Barotrauma: Damage to the lungs caused by excessive pressure from the ventilator, leading to pneumothorax or air leak.
Ventilator-induced lung injury (VILI): Lung damage caused by repetitive stretching and overdistension of the alveoli during mechanical ventilation.
Ventilator-associated events (VAEs): Including complications such as aspiration, atelectasis, and ventilator-associated tracheobronchitis.
Priority Nursing Interventions to Prevent Complications:
Continuous monitoring of vital signs, oxygen saturation, and arterial blood gas levels to assess the patient’s respiratory status.
Maintaining proper sedation and pain management to minimize patient discomfort and reduce agitation.
Frequent position changes and turning to prevent complications such as pressure ulcers and atelectasis.
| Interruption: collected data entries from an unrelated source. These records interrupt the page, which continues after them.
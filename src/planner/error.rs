use sqlparser::tokenizer::{Location, Token, TokenizerError};

use crate::types::error::DatabaseError;

#[derive(Debug, thiserror::Error)]
pub enum PlannerError {
    #[error("SQL tokenizer error: {0}")]
    Tokenizer(#[from] TokenizerError),
    #[error("expected {expected}, found {found}")]
    Unexpected {
        location: Location,
        expected: String,
        found: String,
    },
    #[error("Unsupported data type: {name}")]
    UnsupportedDataType { location: Location, name: String },
    #[error("Invalid literal {text}: {reason}")]
    InvalidLiteral {
        location: Location,
        text: String,
        reason: String,
    },
}

impl PlannerError {
    pub fn unexpected(location: Location, expected: impl Into<String>, found: Option<&Token>) -> Self {
        PlannerError::Unexpected {
            location,
            expected: expected.into(),
            found: found
                .map(|token| token.to_string())
                .unwrap_or_else(|| "end of input".to_string()),
        }
    }
}

impl From<PlannerError> for DatabaseError {
    fn from(error: PlannerError) -> Self {
        let (location, expected, found) = match error {
            PlannerError::Tokenizer(e) => (e.location, "a valid token".to_string(), e.message),
            PlannerError::Unexpected {
                location,
                expected,
                found,
            } => (location, expected, found),
            PlannerError::UnsupportedDataType { location, name } => {
                (location, "a column type".to_string(), name)
            }
            PlannerError::InvalidLiteral {
                location,
                text,
                reason,
            } => (location, format!("a valid literal ({reason})"), text),
        };
        DatabaseError::ParseError {
            line: location.line.max(1),
            column: location.column.max(1),
            expected,
            found,
        }
    }
}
Regular oral care, including frequent mouth care and suctioning, to prevent oral bacteria from entering the respiratory tract.
Implementing strict infection control measures, including hand hygiene and proper disinfection of equipment, to minimize the risk of healthcare-associated infections.
Monitoring and maintaining proper cuff pressure in the endotracheal tube to prevent aspiration and VAP.
Collaborating with the healthcare team to wean the patient off the ventilator as soon as clinically appropriate, reducing the risk of complications associated with prolonged mechanical ventilation.
Interventions to Prevent Ventilator-Associated Pneumonia (VAP):
Elevating the head of the bed to at least 30 degrees to reduce the risk of aspiration.
Regular oral care using chlorhexidine gluconate mouthwash or antiseptic solutions to reduce oral bacteria colonization.
Subglottic suctioning to remove secretions above the endotracheal tube cuff, reducing the risk of aspiration.
Implementing a sedation vacation strategy to assess the patient’s readiness for extubation and minimize sedation-related complications.
Addressing Non-compliance with VAP Interventions:
If I observe that the nurse I am working with is not implementing the VAP interventions, I would take the following steps:
Approach the nurse in a respectful manner and express my concern about the missed interventions.
Provide a reminder of the importance of VAP prevention and how it can significantly impact patient outcomes.
Offer assistance in implementing the interventions or provide educational resources if needed.
If the nurse continues to neglect the interventions, I would escalate the issue to the charge nurse or nurse manager for further action, ensuring patient safety and adherence to best practices.